Mauritania is in the western Sahara desert. Our project is in a village on the Southern fringes of the desert. Rural life is harsh, the villagers are semi-nomadic herders who move their animals with the seasons to follow the available pasture. Widows and divorced women are particularly vulnerable, especially those with children to support. Each woman is given 4 female goats and two chickens to start a flock and earn a future income. During the first six months each flock receives veterinary and nutritional support and guidance as it becomes established.

Previous projects in Mauritania

Since 2005 Diapalante has completed various projects in Mauritania, all led by Ibrahima Diallo who founded Diapalante Mauritanie. These now independent projects include:

Healthcare for street children

These talibés are young boys who are sent to learn the Koran from a marabout (a religious folk teacher). In return for their bed and board, the children are expected to beg on the street and from door to door to get food and provide a financial contribution to the marabout. Often they are housed in very bad conditions, which make them more likely to catch malaria and other illnesses.

In several towns projects were set up to provide basic medical aid and mosquito nets (where appropriate) to the local Talibés.

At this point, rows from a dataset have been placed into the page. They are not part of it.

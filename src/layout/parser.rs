// SPDX-License-Identifier: GPL-3.0-only

//! Layout table loading.
//!
//! Layout sets are JSON documents with a `primary` and a `secondary` layout.
//! The bundled set is embedded in the binary; a replacement can be loaded
//! from disk.

use crate::app_settings;
use crate::layout::types::{LayoutSet, ParseError, ParseResult};
use crate::layout::validation::validate_layouts;
use crate::resources;
use std::fs;
use std::path::Path;

/// Parses a layout set from a JSON file.
///
/// I/O errors (file not found, permission denied, ...) and JSON errors are
/// reported separately, both carrying the file path.
///
/// # Example
///
/// ```rust,ignore
/// use wordkiosk::layout::parse_layouts_file;
///
/// match parse_layouts_file("layouts.json") {
///     Ok(result) => println!("Primary layout: {}", result.value.primary.tag),
///     Err(e) => eprintln!("Failed to load layouts: {}", e),
/// }
/// ```
pub fn parse_layouts_file(path: impl AsRef<Path>) -> Result<ParseResult<LayoutSet>, ParseError> {
    let path = path.as_ref();
    let display = path.display().to_string();

    let json_str =
        fs::read_to_string(path).map_err(|e| ParseError::io_error_with_path(e, &display))?;

    let layouts: LayoutSet = serde_json::from_str(&json_str)
        .map_err(|e| ParseError::json_error_with_path(e, &display))?;

    validate_layouts(layouts).map_err(|e| e.with_path(display))
}

/// Parses a layout set from a JSON string.
pub fn parse_layouts_from_string(json: &str) -> Result<ParseResult<LayoutSet>, ParseError> {
    let layouts: LayoutSet = serde_json::from_str(json).map_err(ParseError::json_error)?;
    validate_layouts(layouts)
}

/// Loads the layout set bundled with the binary.
pub fn default_layouts() -> Result<ParseResult<LayoutSet>, ParseError> {
    let json = resources::load_text(app_settings::DEFAULT_LAYOUTS_RESOURCE)?;
    parse_layouts_from_string(&json)
}

/// Loads layouts from `path` when given, otherwise the bundled set.
pub fn load_layouts(path: Option<&Path>) -> Result<ParseResult<LayoutSet>, ParseError> {
    match path {
        Some(path) => parse_layouts_file(path),
        None => default_layouts(),
    }
}

// ============================================================================
// Tests
// ============================================================================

We understand that the situation of these children will not get better until the system they are in changes. Working closely with their families and the local marabouts we sought to find ways in which we could make small improvements to their day to day life.

Giving a voice to the disabled community

In 2007, we were approached by a group of people with physical disabilities in the southern town of Rosso. With no government support and limited job prospects, many of them were forced to beg in order to support their families.

We worked with them to form a local association and set up a workshop for people with physical disabilities where they could learn tailoring, shoe-making, metalwork and other trades.  This workshop had a positive impact, both in giving the disabled community a sense of belonging in town affairs and in providing them with a regular income.

Later, we organised an appeal to provide wheelchairs to the wider disabled community as mobility in the town is very difficult. Using their skills, workshop members adapted the wheelchairs to make them more resilient on the muddy streets.

The workshop is now funded by the local Mayor’s Office and the disabled community in Rosso has a public voice in local affairs.

Supporting semi-nomadic herders

Our first project funded the construction of a cattle vaccination park near Boghé in Southern Mauritania. The park is used to vaccinate over 3000 cattle in the government’s annual programme. The improved herd health increases the sustainability of cattle herders’ livelihoods.